Dylan John Jones OBE  (born 1960) is an English journalist and author. He served as editor of the UK version of men's fashion and lifestyle magazine GQ from 1999 to 2021. He has held senior roles with several other publications, including editor of magazines i-D and Arena, and has contributed weekly columns to newspapers The Independent and The Mail on Sunday. Jones has penned multiple books.

Education and early career
Jones was born in Ely, Cambridgeshire. He attended Chelsea School of Art and then Saint Martin's School of Art in London where he studied graphic design, film and photography.  He began his career in journalism at i-D magazine in 1983, becoming Editor in 1984 before moving to Arena in 1987 to serve as Editor. At that same time, he was also a Contributing Editor at The Face, writing cover stories on individuals including Jean Paul Gaultier and Neneh Cherry. Following that, he worked as associate editor of The Observer magazine when it was relaunched with Simon Kelner in 1992, and then moved to The Sunday Times where he held various positions.

GQ
In 1999, Jones moved to Condé Nast and took over GQ.  He is credited with bringing in a roster of high-quality writers, including Dominic Lawson, Will Self, A.A. Gill, Ed Victor and Tom Wolfe, as well as taking the magazine in a more political direction.

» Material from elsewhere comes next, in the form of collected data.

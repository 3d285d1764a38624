//! media-archive: video catalog service
//!
//! Serves the catalog API over HTTP. Configuration comes from a TOML file,
//! with a handful of CLI/env overrides.

use std::net::SocketAddr;
use std::path::Path;

use clap::{Parser, Subcommand};
use tokio::signal;
use tracing::{error, info, warn};

use media_archive::{auth::hash_password, build_state, create_router, Config};

#[derive(Parser)]
#[command(name = "media-archive")]
#[command(about = "Curated video catalog with screenshot uploads")]
struct Cli {
    /// Path to configuration file
    #[arg(short, long, env = "MEDIA_ARCHIVE_CONFIG", default_value = "media-archive.toml")]
    config: String,

    /// HTTP port (overrides config file)
    #[arg(short, long, env = "PORT")]
    port: Option<u16>,

    /// Log level for this crate
    #[arg(long, env = "LOG_LEVEL", default_value = "info")]
    log_level: String,

    /// Admin email (overrides config file)
    #[arg(long, env = "ADMIN_EMAIL")]
    admin_email: Option<String>,

    #[command(subcommand)]
    command: Option<Command>,
}

#[derive(Subcommand)]
enum Command {
    /// Print an Argon2 hash for a local account password
    HashPassword {
        password: String,
    },
}

#[tokio::main]
async fn main() -> anyhow::Result<()> {
    let _ = dotenvy::dotenv();

    let cli = Cli::parse();

    tracing_subscriber::fmt()
        .with_env_filter(
            tracing_subscriber::EnvFilter::from_default_env()
                .add_directive(format!("media_archive={}", cli.log_level).parse()?),
        )
        .init();

    if let Some(Command::HashPassword { password }) = cli.command {
        println!("{}", hash_password(&password)?);
        return Ok(());
    }

    // Load or create default config
    let mut config = if Path::new(&cli.config).exists() {
        Config::load(Path::new(&cli.config))?
    } else {
        warn!("Config file {} not found, using defaults", cli.config);
        Config::default()
    };

    // Apply CLI overrides
    if let Some(port) = cli.port {
        config.server.http_port = port;
    }
    if let Some(admin_email) = cli.admin_email {
        config.auth.admin_email = admin_email;
    }

    if let Err(e) = config.validate() {
        error!("Configuration error: {}", e);
        std::process::exit(1);
    }

    info!("======================================");
    info!("  media-archive");
    info!("======================================");
    info!("Config file: {}", cli.config);
    info!("Port: {}", config.server.http_port);
    info!("Public URL: {}", config.server.public_base_url());
    info!("Storage: {:?} (bucket {})", config.storage.backend, config.storage.bucket);
    info!("Identity provider: {:?}", config.auth.provider);
    info!("Seed entries: {}", config.catalog.seed.len());
    info!("======================================");

    let state = build_state(&config)?;
    let app = create_router(state, &config);

    let addr = SocketAddr::from(([0, 0, 0, 0], config.server.http_port));
    let listener = tokio::net::TcpListener::bind(addr).await?;
    info!("Listening on http://{}", addr);

    axum::serve(listener, app)
        .with_graceful_shutdown(shutdown_signal())
        .await?;

    info!("media-archive stopped");
    Ok(())
}

async fn shutdown_signal() {
    let ctrl_c = async {
        if let Err(e) = signal::ctrl_c().await {
            error!(error = %e, "Failed to listen for Ctrl+C");
            std::future::pending::<()>().await;
        }
        info!("Received Ctrl+C, shutting down");
    };

    #[cfg(unix)]
    let terminate = async {
        match signal::unix::signal(signal::unix::SignalKind::terminate()) {
            Ok(mut stream) => {
                stream.recv().await;
                info!("Received terminate signal, shutting down");
            }
            Err(e) => {
                error!(error = %e, "Failed to install SIGTERM handler");
                std::future::pending::<()>().await
            }
        }
    };

    #[cfg(not(unix))]
    let terminate = std::future::pending::<()>();

    tokio::select! {
        _ = ctrl_c => {},
        _ = terminate => {},
    }
}
//! Browser sessions
//!
//! Each session owns its own catalog copy (seeded from config) and its own
//! auth gate. Nothing is shared between sessions except the seed.

use std::sync::atomic::{AtomicBool, AtomicI64, Ordering};
use std::sync::Arc;
use std::time::Duration;

use chrono::Utc;
use dashmap::DashMap;
use tokio::sync::RwLock;
use tracing::{debug, info};
use uuid::Uuid;

use crate::auth::{AdminPolicy, AuthGate};
use crate::catalog::CatalogStore;
use crate::error::{ArchiveError, Result};

pub struct Session {
    id: String,
    pub catalog: RwLock<CatalogStore>,
    pub auth: RwLock<AuthGate>,
    in_flight: AtomicBool,
    /// Unix millis of the last request
    last_seen: AtomicI64,
}

/// Held while a submission runs; dropping it frees the session
pub struct SubmissionGuard<'a> {
    flag: &'a AtomicBool,
}

impl Drop for SubmissionGuard<'_> {
    fn drop(&mut self) {
        self.flag.store(false, Ordering::Release);
    }
}

impl Session {
    fn new(id: String, catalog: CatalogStore, policy: AdminPolicy) -> Self {
        Self {
            id,
            catalog: RwLock::new(catalog),
            auth: RwLock::new(AuthGate::new(policy)),
            in_flight: AtomicBool::new(false),
            last_seen: AtomicI64::new(Utc::now().timestamp_millis()),
        }
    }

    pub fn id(&self) -> &str {
        &self.id
    }

    /// Claim the single submission slot, or fail with `Busy`
    pub fn begin_submission(&self) -> Result<SubmissionGuard<'_>> {
        self.in_flight
            .compare_exchange(false, true, Ordering::AcqRel, Ordering::Acquire)
            .map_err(|_| ArchiveError::Busy)?;
        Ok(SubmissionGuard {
            flag: &self.in_flight,
        })
    }

    pub fn is_submitting(&self) -> bool {
        self.in_flight.load(Ordering::Acquire)
    }

    fn touch(&self) {
        self.last_seen
            .store(Utc::now().timestamp_millis(), Ordering::Relaxed);
    }

    fn idle_for(&self, now_millis: i64) -> Duration {
        let idle = now_millis - self.last_seen.load(Ordering::Relaxed);
        Duration::from_millis(idle.max(0) as u64)
    }
}

/// All live sessions, keyed by id
pub struct SessionRegistry {
    sessions: DashMap<String, Arc<Session>>,
    seed: CatalogStore,
    policy: AdminPolicy,
    idle_ttl: Duration,
}

impl SessionRegistry {
    pub fn new(seed: CatalogStore, policy: AdminPolicy, idle_ttl: Duration) -> Self {
        Self {
            sessions: DashMap::new(),
            seed,
            policy,
            idle_ttl,
        }
    }

    /// Start an anonymous session with a fresh copy of the seed catalog
    pub fn open(&self) -> (String, Arc<Session>) {
        self.prune_idle();

        let id = Uuid::new_v4().to_string();
        let session = Arc::new(Session::new(
            id.clone(),
            self.seed.clone(),
            self.policy.clone(),
        ));
        self.sessions.insert(id.clone(), session.clone());

        info!(session = %id, live = self.sessions.len(), "Session opened");
        (id, session)
    }

    pub fn get(&self, id: &str) -> Result<Arc<Session>> {
        let session = self
            .sessions
            .get(id)
            .map(|entry| entry.value().clone())
            .ok_or_else(|| ArchiveError::Session(format!("unknown session: {}", id)))?;
        session.touch();
        Ok(session)
    }

    pub fn close(&self, id: &str) -> Result<()> {
        self.sessions
            .remove(id)
            .map(|_| info!(session = %id, "Session closed"))
            .ok_or_else(|| ArchiveError::Session(format!("unknown session: {}", id)))
    }

    pub fn len(&self) -> usize {
        self.sessions.len()
    }

    pub fn is_empty(&self) -> bool {
        self.sessions.is_empty()
    }

    fn prune_idle(&self) {
        let now = Utc::now().timestamp_millis();
        let before = self.sessions.len();
        self.sessions
            .retain(|_, session| session.idle_for(now) <= self.idle_ttl);

        let pruned = before.saturating_sub(self.sessions.len());
        if pruned > 0 {
            debug!(pruned, "Dropped idle sessions");
        }
    }
}
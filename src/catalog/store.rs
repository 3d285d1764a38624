//! In-memory catalog store
//!
//! Owns the ordered list of entries. Newest entries sit at index 0.
//! All operations are synchronous and leave the list untouched on error.

use std::collections::HashSet;

use chrono::{Local, NaiveDate};
use tracing::{debug, info};
use uuid::Uuid;

use super::{VideoDraft, VideoEntry};
use crate::error::{ArchiveError, Result};

/// Most-recent-first collection of video entries
#[derive(Debug, Clone)]
pub struct CatalogStore {
    entries: Vec<VideoEntry>,
    today: fn() -> NaiveDate,
}

fn local_today() -> NaiveDate {
    Local::now().date_naive()
}

impl Default for CatalogStore {
    fn default() -> Self {
        Self::new()
    }
}

impl CatalogStore {
    pub fn new() -> Self {
        Self {
            entries: Vec::new(),
            today: local_today,
        }
    }

    /// Use a fixed calendar for `date_added` (tests, replays)
    pub fn with_clock(mut self, today: fn() -> NaiveDate) -> Self {
        self.today = today;
        self
    }

    /// Build a store from seed records, keeping their order
    pub fn from_seed(seed: Vec<VideoEntry>) -> Result<Self> {
        let mut seen = HashSet::new();
        for entry in &seed {
            entry.validate()?;
            if !seen.insert(entry.id.clone()) {
                return Err(ArchiveError::Validation(format!(
                    "duplicate seed id: {}",
                    entry.id
                )));
            }
        }

        debug!(count = seed.len(), "Catalog seeded");

        Ok(Self {
            entries: seed,
            today: local_today,
        })
    }

    pub fn len(&self) -> usize {
        self.entries.len()
    }

    pub fn is_empty(&self) -> bool {
        self.entries.is_empty()
    }

    pub fn contains(&self, id: &str) -> bool {
        self.entries.iter().any(|e| e.id == id)
    }

    /// Entries in current order
    pub fn list(&self) -> &[VideoEntry] {
        &self.entries
    }

    /// Case-insensitive substring match on titles; empty term matches all
    pub fn search(&self, term: &str) -> Vec<VideoEntry> {
        if term.is_empty() {
            return self.entries.clone();
        }

        let needle = term.to_lowercase();
        self.entries
            .iter()
            .filter(|e| e.title.to_lowercase().contains(&needle))
            .cloned()
            .collect()
    }

    pub fn get(&self, id: &str) -> Result<&VideoEntry> {
        self.entries
            .iter()
            .find(|e| e.id == id)
            .ok_or_else(|| not_found(id))
    }

    /// Validate a draft and prepend it as a new entry
    pub fn add(&mut self, draft: VideoDraft) -> Result<VideoEntry> {
        let draft = draft.normalized();
        draft.validate_required()?;
        let primary_image = draft
            .primary_image
            .ok_or_else(|| ArchiveError::Validation("primary_image is required".to_string()))?;

        let entry = VideoEntry {
            id: self.fresh_id(),
            title: draft.title,
            primary_image,
            secondary_image: draft.secondary_image,
            video_link: draft.video_link,
            subtitle_link: draft.subtitle_link,
            date_added: (self.today)(),
            description: draft.description,
        };

        self.entries.insert(0, entry.clone());
        info!(id = %entry.id, title = %entry.title, "Entry added");

        Ok(entry)
    }

    /// Replace an entry's content in place; `id` and `date_added` never change
    pub fn update(&mut self, id: &str, draft: VideoDraft) -> Result<VideoEntry> {
        let index = self.position(id)?;
        let draft = draft.normalized();
        draft.validate_required()?;

        let current = &mut self.entries[index];
        current.title = draft.title;
        current.video_link = draft.video_link;
        current.subtitle_link = draft.subtitle_link;
        current.description = draft.description;
        if let Some(url) = draft.primary_image {
            current.primary_image = url;
        }
        if let Some(url) = draft.secondary_image {
            current.secondary_image = Some(url);
        }

        info!(id = %current.id, title = %current.title, "Entry updated");
        Ok(current.clone())
    }

    /// Delete an entry. Removing an unknown id is an error, not a no-op.
    pub fn remove(&mut self, id: &str) -> Result<VideoEntry> {
        let index = self.position(id)?;
        let removed = self.entries.remove(index);
        info!(id = %removed.id, "Entry removed");
        Ok(removed)
    }

    fn position(&self, id: &str) -> Result<usize> {
        self.entries
            .iter()
            .position(|e| e.id == id)
            .ok_or_else(|| not_found(id))
    }

    fn fresh_id(&self) -> String {
        loop {
            let id = Uuid::new_v4().to_string();
            if !self.contains(&id) {
                return id;
            }
        }
    }
}

fn not_found(id: &str) -> ArchiveError {
    ArchiveError::NotFound(format!("video {}", id))
}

He hired Boris Johnson as the magazine's car correspondent. GQ was also the first magazine to feature David Cameron on its cover, soon after he became leader of the Conservative Party.

Since Jones joined GQ, the magazine has won 34 awards. Having won the BSME Men's Editor of the Year Award six times during his tenure at GQ, Jones was also recognised for the Brand Building Initiative of the Year 2007 for the annual GQ Men of the Year Awards. At the BSME Awards 2012, he received the Mark Boxer Award for lifetime achievement, honouring him not only for his work on GQ but for his entire career in journalism.

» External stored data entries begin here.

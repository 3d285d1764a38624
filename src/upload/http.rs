//! Object storage over HTTP
//!
//! Talks to a storage REST API:
//! - `POST {base}/storage/v1/object/{bucket}/{name}` with `x-upsert`
//! - public objects at `{base}/storage/v1/object/public/{bucket}/{name}`

use std::time::Duration;

use async_trait::async_trait;
use reqwest::header::CONTENT_TYPE;
use tracing::debug;

use super::ObjectStore;
use crate::error::{ArchiveError, Result};

/// Remote object store client
pub struct HttpObjectStore {
    client: reqwest::Client,
    base_url: String,
    api_key: String,
    timeout: Duration,
}

impl HttpObjectStore {
    pub fn new(base_url: &str, api_key: &str, timeout: Duration) -> Result<Self> {
        let client = reqwest::Client::builder()
            .timeout(timeout)
            .build()
            .map_err(|e| ArchiveError::Config(format!("storage client: {}", e)))?;

        Ok(Self {
            client,
            base_url: base_url.trim_end_matches('/').to_string(),
            api_key: api_key.to_string(),
            timeout,
        })
    }

    fn object_url(&self, bucket: &str, object_name: &str) -> String {
        format!("{}/storage/v1/object/{}/{}", self.base_url, bucket, object_name)
    }
}

#[async_trait]
impl ObjectStore for HttpObjectStore {
    async fn upload(
        &self,
        bucket: &str,
        object_name: &str,
        data: &[u8],
        content_type: &str,
        upsert: bool,
    ) -> Result<String> {
        let url = self.object_url(bucket, object_name);
        debug!(url = %url, upsert, "POST object");

        let response = self
            .client
            .post(&url)
            .bearer_auth(&self.api_key)
            .header("apikey", &self.api_key)
            .header("x-upsert", if upsert { "true" } else { "false" })
            .header(CONTENT_TYPE, content_type)
            .body(data.to_vec())
            .send()
            .await
            .map_err(|e| {
                if e.is_timeout() {
                    ArchiveError::Upload(format!("timed out after {}s", self.timeout.as_secs()))
                } else {
                    ArchiveError::Upload(e.to_string())
                }
            })?;

        let status = response.status();
        if !status.is_success() {
            let body = response.text().await.unwrap_or_default();
            return Err(ArchiveError::Upload(format!("HTTP {}: {}", status, body.trim())));
        }

        Ok(object_name.to_string())
    }

    fn public_url(&self, bucket: &str, path: &str) -> String {
        format!("{}/storage/v1/object/public/{}/{}", self.base_url, bucket, path)
    }
}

Jones was appointed Officer of the Order of the British Empire (OBE) in the 2013 Birthday Honours for services to the publishing and British fashion industries.

Other roles
Jones had a weekly column in the magazine supplement of The Mail on Sunday.

In 2010, Jones collaborated with David Bailey on British Heroes in Afghanistan, a celebration of British fighting heroes in Afghanistan, both inside Camp Bastion and outside, with sales benefiting the charity Help for Heroes. Jones is Vice President of Hay Festival, and is also co-chair of the 2011 Norman Mailer Benefit Gala Dinner, being held in New York City. He was Chairman of the Prince's Trust's Fashion Rocks Monaco, in 2007 and, in 2012, was appointed the Chair of the 2012 Menswear Committee by the British Fashion Council, helping to organise Britain's first London Collections: Men.

Books
Jones has written biographies of musician Jim Morrison and fashion designer Paul Smith and two anthologies of journalism. He is the author of the book, iPod Therefore I Am: A Personal Journey Through Music documenting his musical tastes and how the iPod music player has transformed it. His book Mr Jones' Rules for the Modern Man is an etiquette guide containing advice on how a modern man should behave. It has since been published in 15 countries. Published in August 2008 by Fourth Estate, Cameron on Cameron: Conversations with Dylan Jones was based on a series of interviews with the Conservative Party leader over the course of a year. It was shortlisted for the Channel 4 Political Book of The Year.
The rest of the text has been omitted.